ACTION ITEM: Check each line below for the word "PathBuf". How many have it? Answer with the number only.

DATASET ENTRIES:
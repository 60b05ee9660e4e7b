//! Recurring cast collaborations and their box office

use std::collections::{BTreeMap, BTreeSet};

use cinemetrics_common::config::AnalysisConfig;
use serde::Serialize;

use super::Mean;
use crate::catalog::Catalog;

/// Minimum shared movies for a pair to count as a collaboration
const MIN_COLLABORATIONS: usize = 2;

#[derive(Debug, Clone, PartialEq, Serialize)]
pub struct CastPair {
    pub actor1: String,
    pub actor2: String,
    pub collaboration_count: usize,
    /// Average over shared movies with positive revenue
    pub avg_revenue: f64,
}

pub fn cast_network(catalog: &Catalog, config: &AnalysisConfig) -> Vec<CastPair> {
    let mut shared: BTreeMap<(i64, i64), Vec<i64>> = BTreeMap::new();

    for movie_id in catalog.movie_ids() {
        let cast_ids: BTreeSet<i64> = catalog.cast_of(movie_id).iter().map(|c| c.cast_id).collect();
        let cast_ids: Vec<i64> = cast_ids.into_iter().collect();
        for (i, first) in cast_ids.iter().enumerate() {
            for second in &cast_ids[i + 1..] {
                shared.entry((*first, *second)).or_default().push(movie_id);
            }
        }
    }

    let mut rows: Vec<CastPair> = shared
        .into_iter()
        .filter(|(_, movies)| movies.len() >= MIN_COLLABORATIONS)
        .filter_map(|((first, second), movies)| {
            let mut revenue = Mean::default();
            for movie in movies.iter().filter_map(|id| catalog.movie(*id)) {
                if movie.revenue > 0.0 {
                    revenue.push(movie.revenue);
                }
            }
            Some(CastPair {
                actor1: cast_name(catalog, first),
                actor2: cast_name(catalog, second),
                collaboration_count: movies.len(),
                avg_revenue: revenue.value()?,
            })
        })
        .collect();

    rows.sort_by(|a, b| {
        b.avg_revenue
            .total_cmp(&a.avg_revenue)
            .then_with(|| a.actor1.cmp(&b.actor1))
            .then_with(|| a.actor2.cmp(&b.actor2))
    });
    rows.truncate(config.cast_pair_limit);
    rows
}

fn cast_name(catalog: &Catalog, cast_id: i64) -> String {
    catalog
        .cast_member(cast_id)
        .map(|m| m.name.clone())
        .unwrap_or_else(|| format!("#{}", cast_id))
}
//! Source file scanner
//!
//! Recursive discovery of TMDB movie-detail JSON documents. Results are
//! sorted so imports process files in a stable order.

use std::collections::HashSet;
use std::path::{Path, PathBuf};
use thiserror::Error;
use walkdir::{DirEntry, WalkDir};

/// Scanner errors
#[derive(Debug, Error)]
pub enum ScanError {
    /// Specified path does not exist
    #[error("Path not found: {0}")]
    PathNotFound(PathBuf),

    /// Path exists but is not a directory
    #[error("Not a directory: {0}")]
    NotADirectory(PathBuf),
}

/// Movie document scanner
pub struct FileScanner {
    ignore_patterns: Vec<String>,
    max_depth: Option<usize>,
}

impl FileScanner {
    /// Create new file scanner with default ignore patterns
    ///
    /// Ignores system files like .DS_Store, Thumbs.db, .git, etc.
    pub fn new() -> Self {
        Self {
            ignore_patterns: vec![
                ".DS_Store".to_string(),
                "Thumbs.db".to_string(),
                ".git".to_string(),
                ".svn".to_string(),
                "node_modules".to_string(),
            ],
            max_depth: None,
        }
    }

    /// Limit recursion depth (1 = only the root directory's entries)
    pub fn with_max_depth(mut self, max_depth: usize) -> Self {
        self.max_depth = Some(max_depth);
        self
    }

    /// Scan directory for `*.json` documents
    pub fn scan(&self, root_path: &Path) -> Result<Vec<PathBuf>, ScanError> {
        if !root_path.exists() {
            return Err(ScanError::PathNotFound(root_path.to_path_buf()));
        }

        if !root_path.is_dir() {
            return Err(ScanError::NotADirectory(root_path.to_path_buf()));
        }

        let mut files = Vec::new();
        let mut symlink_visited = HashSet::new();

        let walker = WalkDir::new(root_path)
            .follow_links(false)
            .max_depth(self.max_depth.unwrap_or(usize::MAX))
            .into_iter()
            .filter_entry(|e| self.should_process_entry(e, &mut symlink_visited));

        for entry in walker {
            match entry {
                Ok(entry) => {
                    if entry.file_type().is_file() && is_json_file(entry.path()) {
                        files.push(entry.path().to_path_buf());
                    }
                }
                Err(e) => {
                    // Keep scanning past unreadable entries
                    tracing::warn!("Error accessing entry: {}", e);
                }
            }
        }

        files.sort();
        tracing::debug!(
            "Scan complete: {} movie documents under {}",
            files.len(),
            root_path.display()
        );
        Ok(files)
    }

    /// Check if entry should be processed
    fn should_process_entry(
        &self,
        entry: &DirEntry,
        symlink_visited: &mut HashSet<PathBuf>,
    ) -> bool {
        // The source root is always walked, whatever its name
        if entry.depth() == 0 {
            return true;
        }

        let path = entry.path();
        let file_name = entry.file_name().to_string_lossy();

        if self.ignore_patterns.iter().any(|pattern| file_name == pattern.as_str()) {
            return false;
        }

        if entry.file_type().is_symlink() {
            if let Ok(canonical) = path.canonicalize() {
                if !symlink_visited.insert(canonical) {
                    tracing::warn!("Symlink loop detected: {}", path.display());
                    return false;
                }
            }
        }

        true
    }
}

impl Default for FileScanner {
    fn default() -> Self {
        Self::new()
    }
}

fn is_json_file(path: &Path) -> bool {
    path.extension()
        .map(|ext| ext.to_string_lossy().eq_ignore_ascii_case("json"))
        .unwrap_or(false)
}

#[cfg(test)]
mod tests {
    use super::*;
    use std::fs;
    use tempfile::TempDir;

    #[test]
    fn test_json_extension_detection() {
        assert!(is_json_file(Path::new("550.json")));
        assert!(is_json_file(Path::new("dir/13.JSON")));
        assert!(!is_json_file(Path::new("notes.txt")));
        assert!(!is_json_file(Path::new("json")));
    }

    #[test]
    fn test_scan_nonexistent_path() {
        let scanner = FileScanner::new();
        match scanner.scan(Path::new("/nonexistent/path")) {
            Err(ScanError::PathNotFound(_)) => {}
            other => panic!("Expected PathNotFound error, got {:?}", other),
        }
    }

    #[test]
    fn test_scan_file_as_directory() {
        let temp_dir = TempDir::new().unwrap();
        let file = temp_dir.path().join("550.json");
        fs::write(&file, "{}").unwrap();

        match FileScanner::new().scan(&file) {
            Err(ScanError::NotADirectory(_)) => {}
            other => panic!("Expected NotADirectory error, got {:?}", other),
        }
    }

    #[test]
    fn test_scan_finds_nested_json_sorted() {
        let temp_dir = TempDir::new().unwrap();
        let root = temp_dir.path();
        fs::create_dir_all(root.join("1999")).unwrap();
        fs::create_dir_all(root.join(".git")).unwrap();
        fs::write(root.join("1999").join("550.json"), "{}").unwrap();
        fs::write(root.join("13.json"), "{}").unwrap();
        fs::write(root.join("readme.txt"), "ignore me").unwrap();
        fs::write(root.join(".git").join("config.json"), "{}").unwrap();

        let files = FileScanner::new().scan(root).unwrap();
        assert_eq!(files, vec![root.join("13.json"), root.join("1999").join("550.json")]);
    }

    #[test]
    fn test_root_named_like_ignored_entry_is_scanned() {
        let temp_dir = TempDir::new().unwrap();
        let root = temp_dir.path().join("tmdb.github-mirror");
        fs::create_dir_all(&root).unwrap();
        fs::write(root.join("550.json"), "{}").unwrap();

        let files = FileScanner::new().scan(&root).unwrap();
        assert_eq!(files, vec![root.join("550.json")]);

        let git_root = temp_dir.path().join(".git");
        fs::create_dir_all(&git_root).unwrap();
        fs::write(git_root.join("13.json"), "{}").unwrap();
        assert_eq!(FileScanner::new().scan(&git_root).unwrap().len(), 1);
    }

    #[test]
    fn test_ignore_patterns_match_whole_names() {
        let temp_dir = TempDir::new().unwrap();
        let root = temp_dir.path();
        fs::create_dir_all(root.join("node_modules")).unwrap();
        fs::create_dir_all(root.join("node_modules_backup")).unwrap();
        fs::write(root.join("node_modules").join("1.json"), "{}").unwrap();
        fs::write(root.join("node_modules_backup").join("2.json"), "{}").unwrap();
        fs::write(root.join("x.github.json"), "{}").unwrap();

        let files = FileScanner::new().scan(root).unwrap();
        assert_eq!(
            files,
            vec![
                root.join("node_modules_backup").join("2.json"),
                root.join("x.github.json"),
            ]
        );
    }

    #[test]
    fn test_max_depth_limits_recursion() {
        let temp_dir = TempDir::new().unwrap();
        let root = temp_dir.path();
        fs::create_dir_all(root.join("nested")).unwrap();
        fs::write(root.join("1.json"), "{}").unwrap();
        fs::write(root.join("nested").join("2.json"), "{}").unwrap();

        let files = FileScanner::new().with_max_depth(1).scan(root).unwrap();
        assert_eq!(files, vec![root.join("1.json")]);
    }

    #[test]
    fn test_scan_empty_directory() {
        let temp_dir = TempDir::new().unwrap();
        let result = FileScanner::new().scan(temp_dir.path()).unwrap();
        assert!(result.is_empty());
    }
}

SOLUTION TO THIS EXERCISE: 5